**RECORDS FOR THIS EXERCISE**

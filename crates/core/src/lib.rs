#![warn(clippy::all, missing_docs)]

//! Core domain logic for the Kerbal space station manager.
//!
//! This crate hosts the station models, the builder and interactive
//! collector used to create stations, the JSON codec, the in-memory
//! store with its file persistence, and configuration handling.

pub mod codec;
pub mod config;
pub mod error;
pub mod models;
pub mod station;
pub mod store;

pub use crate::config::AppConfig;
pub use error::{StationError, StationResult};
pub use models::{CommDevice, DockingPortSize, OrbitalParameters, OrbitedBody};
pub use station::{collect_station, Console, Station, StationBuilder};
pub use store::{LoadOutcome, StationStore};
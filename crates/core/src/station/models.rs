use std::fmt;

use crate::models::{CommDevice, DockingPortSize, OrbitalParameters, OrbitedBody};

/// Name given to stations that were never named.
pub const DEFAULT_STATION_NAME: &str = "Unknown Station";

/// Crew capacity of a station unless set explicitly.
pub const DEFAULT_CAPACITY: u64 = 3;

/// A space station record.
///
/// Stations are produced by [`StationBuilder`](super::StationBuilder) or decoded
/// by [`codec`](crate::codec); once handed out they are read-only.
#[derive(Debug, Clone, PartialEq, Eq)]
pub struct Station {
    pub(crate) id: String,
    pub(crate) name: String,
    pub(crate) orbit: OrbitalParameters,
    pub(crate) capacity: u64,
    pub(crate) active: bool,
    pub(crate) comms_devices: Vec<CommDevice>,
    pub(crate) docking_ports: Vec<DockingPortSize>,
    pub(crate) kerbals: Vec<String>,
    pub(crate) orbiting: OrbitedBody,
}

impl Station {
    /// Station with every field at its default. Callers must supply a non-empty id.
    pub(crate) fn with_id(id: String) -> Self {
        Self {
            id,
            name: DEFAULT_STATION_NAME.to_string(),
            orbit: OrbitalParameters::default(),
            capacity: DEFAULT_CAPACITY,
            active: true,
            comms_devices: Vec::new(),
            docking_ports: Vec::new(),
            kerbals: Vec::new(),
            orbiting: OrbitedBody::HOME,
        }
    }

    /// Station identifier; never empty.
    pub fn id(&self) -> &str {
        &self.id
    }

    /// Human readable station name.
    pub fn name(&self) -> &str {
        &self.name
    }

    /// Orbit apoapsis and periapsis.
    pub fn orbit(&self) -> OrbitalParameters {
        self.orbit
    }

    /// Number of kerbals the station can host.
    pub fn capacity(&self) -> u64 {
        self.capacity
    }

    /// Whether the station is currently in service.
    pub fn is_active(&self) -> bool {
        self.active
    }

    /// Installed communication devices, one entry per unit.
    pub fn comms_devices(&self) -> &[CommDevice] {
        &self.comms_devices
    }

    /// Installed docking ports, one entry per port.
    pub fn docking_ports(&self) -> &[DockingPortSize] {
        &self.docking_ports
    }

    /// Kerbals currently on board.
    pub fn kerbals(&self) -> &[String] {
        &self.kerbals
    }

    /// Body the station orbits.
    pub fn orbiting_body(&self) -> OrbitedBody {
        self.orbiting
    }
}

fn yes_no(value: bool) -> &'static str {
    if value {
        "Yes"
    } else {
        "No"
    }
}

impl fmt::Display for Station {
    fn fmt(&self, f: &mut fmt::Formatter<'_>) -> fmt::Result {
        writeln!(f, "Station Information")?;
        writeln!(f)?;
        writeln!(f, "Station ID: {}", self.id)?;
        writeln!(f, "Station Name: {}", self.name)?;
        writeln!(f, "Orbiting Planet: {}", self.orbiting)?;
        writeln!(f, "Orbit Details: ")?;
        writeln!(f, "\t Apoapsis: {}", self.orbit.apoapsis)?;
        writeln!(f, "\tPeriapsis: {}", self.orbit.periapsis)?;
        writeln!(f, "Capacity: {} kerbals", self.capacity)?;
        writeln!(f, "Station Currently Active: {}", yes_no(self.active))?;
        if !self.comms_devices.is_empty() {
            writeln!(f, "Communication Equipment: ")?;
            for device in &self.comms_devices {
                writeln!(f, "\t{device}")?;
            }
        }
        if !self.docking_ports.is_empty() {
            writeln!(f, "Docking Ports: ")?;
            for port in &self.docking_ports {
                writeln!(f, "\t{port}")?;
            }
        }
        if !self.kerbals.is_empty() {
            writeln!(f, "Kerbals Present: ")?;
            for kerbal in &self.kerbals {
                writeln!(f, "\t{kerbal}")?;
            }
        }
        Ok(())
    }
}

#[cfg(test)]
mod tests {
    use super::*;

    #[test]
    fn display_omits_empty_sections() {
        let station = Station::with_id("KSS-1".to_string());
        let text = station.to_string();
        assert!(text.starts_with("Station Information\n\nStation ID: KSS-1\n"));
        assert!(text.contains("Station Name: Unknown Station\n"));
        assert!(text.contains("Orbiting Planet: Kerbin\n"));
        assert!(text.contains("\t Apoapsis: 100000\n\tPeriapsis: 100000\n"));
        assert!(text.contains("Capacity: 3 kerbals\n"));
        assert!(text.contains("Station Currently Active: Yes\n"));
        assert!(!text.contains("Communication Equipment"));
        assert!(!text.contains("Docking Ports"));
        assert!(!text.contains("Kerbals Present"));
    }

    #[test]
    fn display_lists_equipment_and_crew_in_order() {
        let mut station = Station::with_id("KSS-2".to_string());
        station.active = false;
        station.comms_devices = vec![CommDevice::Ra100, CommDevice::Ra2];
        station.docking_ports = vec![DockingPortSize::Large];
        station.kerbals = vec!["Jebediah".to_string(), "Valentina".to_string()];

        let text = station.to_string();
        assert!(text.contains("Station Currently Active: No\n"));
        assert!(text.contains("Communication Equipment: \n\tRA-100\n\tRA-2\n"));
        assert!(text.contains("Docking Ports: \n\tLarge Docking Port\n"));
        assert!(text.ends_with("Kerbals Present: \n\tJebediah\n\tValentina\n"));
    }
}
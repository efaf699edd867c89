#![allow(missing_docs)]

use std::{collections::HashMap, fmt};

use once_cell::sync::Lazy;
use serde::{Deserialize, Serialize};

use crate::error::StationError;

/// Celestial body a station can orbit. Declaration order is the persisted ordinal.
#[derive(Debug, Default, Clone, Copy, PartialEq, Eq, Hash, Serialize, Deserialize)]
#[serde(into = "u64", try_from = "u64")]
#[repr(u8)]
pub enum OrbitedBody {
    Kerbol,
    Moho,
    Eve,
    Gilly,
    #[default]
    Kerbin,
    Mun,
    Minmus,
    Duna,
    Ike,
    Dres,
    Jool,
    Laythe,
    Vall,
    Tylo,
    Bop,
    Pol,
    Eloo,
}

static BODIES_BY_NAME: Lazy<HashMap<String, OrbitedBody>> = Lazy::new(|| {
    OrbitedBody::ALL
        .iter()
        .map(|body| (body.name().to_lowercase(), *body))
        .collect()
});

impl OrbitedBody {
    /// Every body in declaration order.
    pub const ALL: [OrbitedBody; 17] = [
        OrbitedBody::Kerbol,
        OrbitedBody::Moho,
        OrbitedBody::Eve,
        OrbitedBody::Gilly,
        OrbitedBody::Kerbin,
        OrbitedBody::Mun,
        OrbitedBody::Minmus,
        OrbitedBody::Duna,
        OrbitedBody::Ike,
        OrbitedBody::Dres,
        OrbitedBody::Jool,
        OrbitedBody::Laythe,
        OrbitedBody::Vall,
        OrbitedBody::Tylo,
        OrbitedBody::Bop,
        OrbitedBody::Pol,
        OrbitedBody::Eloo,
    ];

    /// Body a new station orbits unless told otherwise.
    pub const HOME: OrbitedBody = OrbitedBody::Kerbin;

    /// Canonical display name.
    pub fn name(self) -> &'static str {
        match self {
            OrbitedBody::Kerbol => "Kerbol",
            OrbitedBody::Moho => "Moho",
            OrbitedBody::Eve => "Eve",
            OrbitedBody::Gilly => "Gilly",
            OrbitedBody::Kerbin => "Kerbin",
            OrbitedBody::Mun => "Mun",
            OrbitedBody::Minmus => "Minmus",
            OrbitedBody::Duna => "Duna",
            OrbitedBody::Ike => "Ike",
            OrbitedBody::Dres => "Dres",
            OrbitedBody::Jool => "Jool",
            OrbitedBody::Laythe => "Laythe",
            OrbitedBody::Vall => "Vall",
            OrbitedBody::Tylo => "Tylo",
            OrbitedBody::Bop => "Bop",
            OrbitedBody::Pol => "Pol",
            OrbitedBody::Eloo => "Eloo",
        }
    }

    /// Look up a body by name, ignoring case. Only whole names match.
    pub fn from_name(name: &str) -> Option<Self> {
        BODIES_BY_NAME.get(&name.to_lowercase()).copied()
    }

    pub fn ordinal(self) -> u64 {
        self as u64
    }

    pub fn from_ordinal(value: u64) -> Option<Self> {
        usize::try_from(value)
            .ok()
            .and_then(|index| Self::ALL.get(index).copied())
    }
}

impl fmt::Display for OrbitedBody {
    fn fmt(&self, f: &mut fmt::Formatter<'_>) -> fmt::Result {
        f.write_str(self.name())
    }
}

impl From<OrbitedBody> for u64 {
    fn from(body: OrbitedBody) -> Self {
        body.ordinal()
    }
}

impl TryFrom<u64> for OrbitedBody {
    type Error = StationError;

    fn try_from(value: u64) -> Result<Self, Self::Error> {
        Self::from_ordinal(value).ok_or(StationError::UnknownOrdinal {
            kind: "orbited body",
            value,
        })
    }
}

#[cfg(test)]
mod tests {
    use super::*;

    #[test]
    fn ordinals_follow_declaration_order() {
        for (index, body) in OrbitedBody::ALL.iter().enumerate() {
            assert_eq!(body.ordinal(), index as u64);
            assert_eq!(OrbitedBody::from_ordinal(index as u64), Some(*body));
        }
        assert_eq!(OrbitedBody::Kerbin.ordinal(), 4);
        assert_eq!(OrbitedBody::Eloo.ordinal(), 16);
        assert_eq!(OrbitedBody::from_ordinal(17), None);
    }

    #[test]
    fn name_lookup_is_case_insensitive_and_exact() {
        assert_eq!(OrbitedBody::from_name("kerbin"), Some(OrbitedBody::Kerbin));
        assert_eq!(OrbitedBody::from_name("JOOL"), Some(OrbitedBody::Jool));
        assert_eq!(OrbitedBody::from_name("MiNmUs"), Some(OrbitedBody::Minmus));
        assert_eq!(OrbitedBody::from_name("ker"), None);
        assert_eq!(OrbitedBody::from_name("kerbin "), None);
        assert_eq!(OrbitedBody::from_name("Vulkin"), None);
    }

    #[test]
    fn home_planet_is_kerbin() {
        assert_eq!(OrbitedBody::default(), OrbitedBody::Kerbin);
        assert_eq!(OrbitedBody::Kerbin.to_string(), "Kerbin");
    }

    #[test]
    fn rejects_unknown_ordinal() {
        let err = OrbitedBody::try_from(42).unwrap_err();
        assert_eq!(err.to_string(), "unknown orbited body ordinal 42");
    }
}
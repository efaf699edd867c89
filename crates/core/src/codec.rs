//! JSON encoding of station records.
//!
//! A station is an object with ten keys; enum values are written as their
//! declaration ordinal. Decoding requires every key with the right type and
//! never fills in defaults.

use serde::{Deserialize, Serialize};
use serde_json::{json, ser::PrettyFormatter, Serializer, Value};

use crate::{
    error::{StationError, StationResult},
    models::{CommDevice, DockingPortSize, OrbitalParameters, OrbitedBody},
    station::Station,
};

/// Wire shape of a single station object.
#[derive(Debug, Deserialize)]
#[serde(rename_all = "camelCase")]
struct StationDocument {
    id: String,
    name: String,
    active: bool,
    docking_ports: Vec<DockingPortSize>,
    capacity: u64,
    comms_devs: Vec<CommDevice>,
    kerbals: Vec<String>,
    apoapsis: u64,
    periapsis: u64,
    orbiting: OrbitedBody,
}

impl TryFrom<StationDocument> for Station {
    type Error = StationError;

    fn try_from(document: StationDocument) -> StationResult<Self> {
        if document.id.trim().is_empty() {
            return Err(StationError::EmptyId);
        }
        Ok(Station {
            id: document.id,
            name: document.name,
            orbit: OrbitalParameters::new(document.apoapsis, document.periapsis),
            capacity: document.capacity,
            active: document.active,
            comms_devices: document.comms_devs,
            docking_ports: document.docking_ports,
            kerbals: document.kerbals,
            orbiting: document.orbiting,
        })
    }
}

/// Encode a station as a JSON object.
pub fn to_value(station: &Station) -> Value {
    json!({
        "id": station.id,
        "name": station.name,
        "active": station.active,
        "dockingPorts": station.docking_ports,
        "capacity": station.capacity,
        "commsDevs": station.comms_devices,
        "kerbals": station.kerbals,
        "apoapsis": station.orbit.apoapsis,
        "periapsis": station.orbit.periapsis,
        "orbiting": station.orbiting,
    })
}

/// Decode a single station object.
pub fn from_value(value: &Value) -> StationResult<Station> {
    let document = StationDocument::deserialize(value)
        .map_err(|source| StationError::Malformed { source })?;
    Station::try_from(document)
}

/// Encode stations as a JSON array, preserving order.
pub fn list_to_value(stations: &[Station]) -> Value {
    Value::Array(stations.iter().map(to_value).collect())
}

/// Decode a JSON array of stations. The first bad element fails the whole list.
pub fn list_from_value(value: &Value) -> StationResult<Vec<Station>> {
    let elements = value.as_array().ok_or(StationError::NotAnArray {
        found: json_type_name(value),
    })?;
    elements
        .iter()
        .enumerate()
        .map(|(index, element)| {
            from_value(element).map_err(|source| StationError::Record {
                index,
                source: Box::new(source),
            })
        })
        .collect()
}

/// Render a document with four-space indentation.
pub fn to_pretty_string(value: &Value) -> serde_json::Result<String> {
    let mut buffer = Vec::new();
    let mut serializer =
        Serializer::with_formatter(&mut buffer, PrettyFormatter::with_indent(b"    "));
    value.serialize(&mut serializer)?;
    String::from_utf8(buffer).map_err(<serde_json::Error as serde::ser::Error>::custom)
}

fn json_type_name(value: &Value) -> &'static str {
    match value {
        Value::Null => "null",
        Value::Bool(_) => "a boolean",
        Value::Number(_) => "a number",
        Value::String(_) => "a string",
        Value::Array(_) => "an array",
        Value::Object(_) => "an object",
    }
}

**ABOUT THIS TASK**
Each line of the data that holds "Information" should be reported.

**RESULT FOR THIS TASK**
        writeln!(f, "Station Information")?;
        assert!(text.starts_with("Station Information\n\nStation ID: KSS-1\n"));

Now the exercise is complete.